Step 11: For sandwiches, use whole-grain wheat bread.
Your body needs both calcium and phosphorus to build strong bones.If you're trying to lose weight, whole-grain bread is a good choice.If you're taking a supplement that includes phosphorus, watch your intake because it can be toxic.Whole grains provide a variety of other vitamins and minerals to your body.You can make waffles or pancakes for breakfast or have a sandwich on whole-wheat bread.
Step 12: Take the time to review your diet.
If you eat calcium will be absorbed better by your body.Determine how you can fit calcium-rich foods into your diet before you take a supplement.If you already get most of the calcium you need from food, you may want to add a yogurt snack or a glass of milk instead of taking a supplement.If you take too much calcium, it can negatively affect your heart health, so keep that in mind.Some circumstances may make it hard to get enough calcium in your diet.It can be difficult to get enough calcium if you are vegan, have osteoporosis, or are on a high-protein diet.

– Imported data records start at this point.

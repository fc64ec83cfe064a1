//! The `scorecalc sections` command.

use anyhow::Result;
use comfy_table::{Cell, Table};

use scorecalc_core::model::{ActVariant, SatVariant, SectionSpec, Test};

pub fn execute(test: Option<String>) -> Result<()> {
    let test: Option<Test> = test.map(|t| t.parse()).transpose()?;

    if test.is_none() || test == Some(Test::Act) {
        for variant in [ActVariant::Enhanced, ActVariant::Legacy] {
            print_sections(variant.title(), &variant.sections());
        }
    }
    if test.is_none() || test == Some(Test::Sat) {
        for variant in [SatVariant::Digital, SatVariant::Legacy] {
            print_sections(variant.title(), &variant.sections());
        }
    }

    Ok(())
}

fn print_sections(title: &str, sections: &[SectionSpec]) {
    let mut table = Table::new();
    table.set_header(vec!["Key", "Section", "Questions"]);
    for s in sections {
        table.add_row(vec![Cell::new(s.key), Cell::new(s.label), Cell::new(s.max)]);
    }
    println!("{title}\n{table}\n");
}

Step 13: You should talk to your doctor.
Before you start taking calcium supplements, you should talk to your doctor.If you take other vitamins or medications, you need to know if calcium supplements interfere with them.If you already have a high risk for heart disease, your doctor may advise against taking calcium supplements.Some cancer drugs and blood thinners may be affected by calcium supplements.You may experience side effects that are not comfortable.Your doctor can help you determine if calcium supplements are right for you by looking at your medications, medical history, and diet.

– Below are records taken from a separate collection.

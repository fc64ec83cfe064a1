pub mod act;
pub mod compare;
pub mod init;
pub mod run;
pub mod sat;
pub mod sections;
pub mod validate;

Step 14: Look for calcium carbonate.
Different types of calcium supplements are available.The most easily absorbed is calcium citrate.Heavy metal contaminants can be harmful to your body if you eat calcium from oyster shells.You should not drink calcium carbonate.There was little to no absorption of calcium from the calcium carbonate supplements.One-third of the calcium is absorbed from these supplements.If you take supplements, make sure they have been cleaned.The U.S. Pharmacopeia symbol indicates that the supplements meet high purification standards.
Step 15: The correct dose should be taken.

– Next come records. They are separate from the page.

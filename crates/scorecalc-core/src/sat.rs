//! SAT scoring.
//!
//! The digital SAT scores each of its four adaptive modules through a fixed
//! lookup table and sums module pairs into 200–800 sections. The legacy SAT
//! combines its four sub-scores into two sections and scales each linearly
//! onto 200–800.

use serde::{Deserialize, Serialize};

use crate::model::{SatVariant, SectionSpec};
use crate::scale::{linear_scale, lookup};

/// Lowest scaled SAT section score.
pub const SAT_SECTION_MIN: u32 = 200;
/// Highest scaled SAT section score.
pub const SAT_SECTION_MAX: u32 = 800;

pub const DIGITAL_RW_MAX: i32 = 27;
pub const DIGITAL_MATH_MAX: i32 = 22;

pub const LEGACY_READING_MAX: i32 = 52;
pub const LEGACY_WRITING_MAX: i32 = 44;
pub const LEGACY_MATH_NO_CALC_MAX: i32 = 20;
pub const LEGACY_MATH_CALC_MAX: i32 = 38;

/// Combined raw maximum of the Evidence-Based Reading and Writing section.
pub const LEGACY_EBRW_MAX: i32 = LEGACY_READING_MAX + LEGACY_WRITING_MAX;
/// Combined raw maximum of the legacy Math section.
pub const LEGACY_MATH_MAX: i32 = LEGACY_MATH_NO_CALC_MAX + LEGACY_MATH_CALC_MAX;

/// Reading and Writing module 1, indexed by raw correct count.
pub const RW_MODULE_1: [u32; 28] = [
    100, 100, 120, 140, 160, 170, 180, 190, 200, 200, 210, 210, 220, 230, 240, 260, 270, 290, 310,
    320, 340, 360, 370, 390, 410, 430, 440, 460,
];

/// Reading and Writing module 2, indexed by raw correct count.
pub const RW_MODULE_2: [u32; 28] = [
    100, 100, 100, 110, 110, 110, 120, 120, 120, 130, 130, 140, 150, 170, 190, 190, 200, 210, 230,
    240, 250, 260, 280, 290, 300, 310, 330, 340,
];

/// Math module 1, indexed by raw correct count.
pub const MATH_MODULE_1: [u32; 23] = [
    100, 100, 120, 140, 160, 160, 180, 180, 200, 200, 210, 240, 260, 280, 300, 320, 340, 360, 390,
    410, 430, 450, 470,
];

/// Math module 2, indexed by raw correct count.
pub const MATH_MODULE_2: [u32; 23] = [
    100, 100, 100, 120, 120, 130, 150, 170, 170, 170, 190, 190, 200, 200, 210, 230, 240, 260, 270,
    290, 300, 320, 330,
];

/// Digital SAT estimate.
#[derive(Debug, Clone, Copy, PartialEq, Eq, Serialize, Deserialize)]
pub struct DigitalSatScore {
    pub total: u32,
    /// Reading and Writing section score.
    pub rw: u32,
    pub math: u32,
}

/// Legacy SAT estimate.
#[derive(Debug, Clone, Copy, PartialEq, Eq, Serialize, Deserialize)]
pub struct LegacySatScore {
    pub total: u32,
    /// Evidence-Based Reading and Writing section score.
    pub ebrw: u32,
    pub math: u32,
}

/// Either SAT estimate.
#[derive(Debug, Clone, Copy, PartialEq, Eq, Serialize, Deserialize)]
#[serde(tag = "variant", rename_all = "lowercase")]
pub enum SatScore {
    Digital(DigitalSatScore),
    Legacy(LegacySatScore),
}

impl SatScore {
    pub fn total(&self) -> u32 {
        match self {
            SatScore::Digital(s) => s.total,
            SatScore::Legacy(s) => s.total,
        }
    }

    /// The reading/writing section: `rw` for digital, `ebrw` for legacy.
    pub fn verbal(&self) -> u32 {
        match self {
            SatScore::Digital(s) => s.rw,
            SatScore::Legacy(s) => s.ebrw,
        }
    }

    pub fn math(&self) -> u32 {
        match self {
            SatScore::Digital(s) => s.math,
            SatScore::Legacy(s) => s.math,
        }
    }

    pub fn variant(&self) -> SatVariant {
        match self {
            SatScore::Digital(_) => SatVariant::Digital,
            SatScore::Legacy(_) => SatVariant::Legacy,
        }
    }
}

impl SatVariant {
    /// Section descriptors in input order.
    pub fn sections(self) -> [SectionSpec; 4] {
        match self {
            SatVariant::Digital => [
                SectionSpec {
                    key: "rw1",
                    label: "Reading and Writing Module 1",
                    max: DIGITAL_RW_MAX,
                },
                SectionSpec {
                    key: "rw2",
                    label: "Reading and Writing Module 2",
                    max: DIGITAL_RW_MAX,
                },
                SectionSpec {
                    key: "math1",
                    label: "Math Module 1",
                    max: DIGITAL_MATH_MAX,
                },
                SectionSpec {
                    key: "math2",
                    label: "Math Module 2",
                    max: DIGITAL_MATH_MAX,
                },
            ],
            SatVariant::Legacy => [
                SectionSpec {
                    key: "reading",
                    label: "Reading",
                    max: LEGACY_READING_MAX,
                },
                SectionSpec {
                    key: "writing",
                    label: "Writing",
                    max: LEGACY_WRITING_MAX,
                },
                SectionSpec {
                    key: "math_no_calc",
                    label: "Math (No Calculator)",
                    max: LEGACY_MATH_NO_CALC_MAX,
                },
                SectionSpec {
                    key: "math_calc",
                    label: "Math (Calculator)",
                    max: LEGACY_MATH_CALC_MAX,
                },
            ],
        }
    }

    /// Starting raw values of the score calculator, in section order.
    pub const fn default_raw(self) -> [i32; 4] {
        match self {
            SatVariant::Digital => [14, 14, 11, 11],
            SatVariant::Legacy => [26, 22, 10, 19],
        }
    }

    pub const fn title(self) -> &'static str {
        match self {
            SatVariant::Digital => "Digital SAT",
            SatVariant::Legacy => "Legacy SAT",
        }
    }
}

/// Estimate a digital SAT score from the four module raw counts.
pub fn compute_digital_sat(rw1: i32, rw2: i32, math1: i32, math2: i32) -> DigitalSatScore {
    let rw = lookup(&RW_MODULE_1, rw1, DIGITAL_RW_MAX) + lookup(&RW_MODULE_2, rw2, DIGITAL_RW_MAX);
    let math = lookup(&MATH_MODULE_1, math1, DIGITAL_MATH_MAX)
        + lookup(&MATH_MODULE_2, math2, DIGITAL_MATH_MAX);
    DigitalSatScore {
        total: rw + math,
        rw,
        math,
    }
}

/// Scale a combined legacy section raw count onto 200–800.
pub fn scale_sat_section(raw: i32, max_raw: i32) -> u32 {
    linear_scale(raw, max_raw, SAT_SECTION_MIN, SAT_SECTION_MAX)
}

/// Estimate a legacy SAT score from its four sub-score raw counts.
///
/// Sub-scores are summed per section before scaling; only the section's
/// combined proportion is clamped.
pub fn compute_legacy_sat(
    reading: i32,
    writing: i32,
    math_no_calc: i32,
    math_calc: i32,
) -> LegacySatScore {
    let ebrw_raw = reading.saturating_add(writing);
    let math_raw = math_no_calc.saturating_add(math_calc);

    let ebrw = scale_sat_section(ebrw_raw, LEGACY_EBRW_MAX);
    let math = scale_sat_section(math_raw, LEGACY_MATH_MAX);
    LegacySatScore {
        total: ebrw + math,
        ebrw,
        math,
    }
}

/// Dispatch raw values in section order to the variant's scorer.
pub fn compute_sat_score(variant: SatVariant, raw: [i32; 4]) -> SatScore {
    let [a, b, c, d] = raw;
    match variant {
        SatVariant::Digital => SatScore::Digital(compute_digital_sat(a, b, c, d)),
        SatVariant::Legacy => SatScore::Legacy(compute_legacy_sat(a, b, c, d)),
    }
}

#[cfg(test)]
mod tests {
    use super::*;

    #[test]
    fn table_lengths_match_module_maxima() {
        assert_eq!(RW_MODULE_1.len(), DIGITAL_RW_MAX as usize + 1);
        assert_eq!(RW_MODULE_2.len(), DIGITAL_RW_MAX as usize + 1);
        assert_eq!(MATH_MODULE_1.len(), DIGITAL_MATH_MAX as usize + 1);
        assert_eq!(MATH_MODULE_2.len(), DIGITAL_MATH_MAX as usize + 1);
    }

    #[test]
    fn tables_are_non_decreasing() {
        for table in [
            &RW_MODULE_1[..],
            &RW_MODULE_2[..],
            &MATH_MODULE_1[..],
            &MATH_MODULE_2[..],
        ] {
            assert!(table.windows(2).all(|w| w[0] <= w[1]));
        }
    }

    #[test]
    fn digital_all_max_is_1600() {
        let score = compute_digital_sat(27, 27, 22, 22);
        assert_eq!(
            score,
            DigitalSatScore {
                total: 1600,
                rw: 800,
                math: 800,
            }
        );
    }

    #[test]
    fn digital_all_zero_is_400() {
        let score = compute_digital_sat(0, 0, 0, 0);
        assert_eq!(
            score,
            DigitalSatScore {
                total: 400,
                rw: 200,
                math: 200,
            }
        );
    }

    #[test]
    fn digital_default_inputs() {
        // 240 + 190 for RW, 240 + 190 for Math
        let score = compute_digital_sat(14, 14, 11, 11);
        assert_eq!(score.rw, 430);
        assert_eq!(score.math, 430);
        assert_eq!(score.total, 860);
    }

    #[test]
    fn digital_clamps_out_of_range() {
        assert_eq!(
            compute_digital_sat(-1, -50, i32::MIN, -2),
            compute_digital_sat(0, 0, 0, 0)
        );
        assert_eq!(
            compute_digital_sat(28, 100, 23, i32::MAX),
            compute_digital_sat(27, 27, 22, 22)
        );
    }

    #[test]
    fn legacy_midpoint_example() {
        let score = compute_legacy_sat(26, 22, 10, 19);
        assert_eq!(
            score,
            LegacySatScore {
                total: 1000,
                ebrw: 500,
                math: 500,
            }
        );
    }

    #[test]
    fn legacy_boundaries() {
        assert_eq!(compute_legacy_sat(0, 0, 0, 0).total, 400);
        let max = compute_legacy_sat(52, 44, 20, 38);
        assert_eq!(max.ebrw, 800);
        assert_eq!(max.math, 800);
        assert_eq!(max.total, 1600);
    }

    #[test]
    fn legacy_sums_sub_scores_before_clamping() {
        // 60 of 96 combined: 200 + 0.625 * 600
        assert_eq!(compute_legacy_sat(60, 0, 0, 0).ebrw, 575);
        // 40 of 96 combined: 200 + 0.41666 * 600
        assert_eq!(compute_legacy_sat(-10, 50, 0, 0).ebrw, 450);
        assert_eq!(compute_legacy_sat(0, 0, 30, 28).math, 800);
    }

    #[test]
    fn legacy_clamps_combined_section() {
        assert_eq!(
            compute_legacy_sat(90, 44, 40, 38),
            compute_legacy_sat(52, 44, 20, 38)
        );
        assert_eq!(
            compute_legacy_sat(-10, -5, -1, 0),
            compute_legacy_sat(0, 0, 0, 0)
        );
        assert_eq!(compute_legacy_sat(i32::MAX, i32::MAX, 0, 0).ebrw, 800);
        assert_eq!(compute_legacy_sat(i32::MIN, i32::MIN, 0, 0).ebrw, 200);
    }

    #[test]
    fn legacy_sections_monotonic_and_in_range() {
        let mut previous = 0;
        for reading in 0..=LEGACY_READING_MAX {
            let score = compute_legacy_sat(reading, 10, 5, 5);
            assert!((SAT_SECTION_MIN..=SAT_SECTION_MAX).contains(&score.ebrw));
            assert!(score.ebrw >= previous);
            previous = score.ebrw;
        }
        let mut previous = 0;
        for math_calc in 0..=LEGACY_MATH_CALC_MAX {
            let score = compute_legacy_sat(10, 10, 7, math_calc);
            assert!((SAT_SECTION_MIN..=SAT_SECTION_MAX).contains(&score.math));
            assert!(score.math >= previous);
            previous = score.math;
        }
    }

    #[test]
    fn digital_sections_in_range_for_all_inputs() {
        for rw1 in 0..=DIGITAL_RW_MAX {
            for rw2 in 0..=DIGITAL_RW_MAX {
                let score = compute_digital_sat(rw1, rw2, rw1.min(22), rw2.min(22));
                assert!((SAT_SECTION_MIN..=SAT_SECTION_MAX).contains(&score.rw));
                assert!((SAT_SECTION_MIN..=SAT_SECTION_MAX).contains(&score.math));
                assert!((400..=1600).contains(&score.total));
            }
        }
    }

    #[test]
    fn dispatch_and_accessors() {
        let digital = compute_sat_score(SatVariant::Digital, [27, 27, 22, 22]);
        assert_eq!(digital.variant(), SatVariant::Digital);
        assert_eq!(digital.verbal(), 800);
        assert_eq!(digital.math(), 800);

        let legacy = compute_sat_score(SatVariant::Legacy, [26, 22, 10, 19]);
        assert_eq!(legacy.variant(), SatVariant::Legacy);
        assert_eq!(legacy.verbal(), 500);
        assert_eq!(legacy.total(), 1000);
    }

    #[test]
    fn score_serializes_with_variant_tag() {
        let json = serde_json::to_value(compute_sat_score(SatVariant::Legacy, [0; 4])).unwrap();
        assert_eq!(json["variant"], "legacy");
        assert_eq!(json["ebrw"], 200);
    }
}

Since your body can only absorb a limited amount of calcium, you want to take no more than 500 milligrams at a time.You can take your calcium supplements with food.There could be instructions on the label about the maximum amounts for different age groups.Don't take any more calcium than is recommended for your age, follow the instructions carefully.Follow your doctor's instructions if you are told to take a different dose than the one on the bottle.It is possible to increase the amount of calcium your body absorbs by taking a calcium supplement with food.
Step 16: It's possible to get a Vitamin D supplement.
It's possible that you're getting plenty of calcium in your diet, but your body can't absorb it due to a deficiency in the sunshine.If you don't spend a lot of time in the sun, you may need a boost in vitamins D and K.People who live above 40 degrees latitude don't get enough sun exposure.Anyone who lives north of San Francisco or Beijing is included.Eggs, fortified milk and dairy products are good sources of vitamins D and E.You should aim to consume between 1,000 and 2,000 international units a day if you're taking aVitamin D supplement.
Step 17: Get enough vitamins and minerals to absorb calcium.
In addition to a calcium supplement, you should make sure your body has a sufficient amount of vitamins and minerals, which help balance and manage your calcium intake.Cod liver oil is a good source of Vitamins A and D, both of which are important in enabling your body to absorb maximum amounts of calcium.Boron and manganese can be found in almonds and fruits, as well as in supplements.If you want to maximize your body's ability to absorb calcium, you should avoid taking antacids while taking calcium supplements.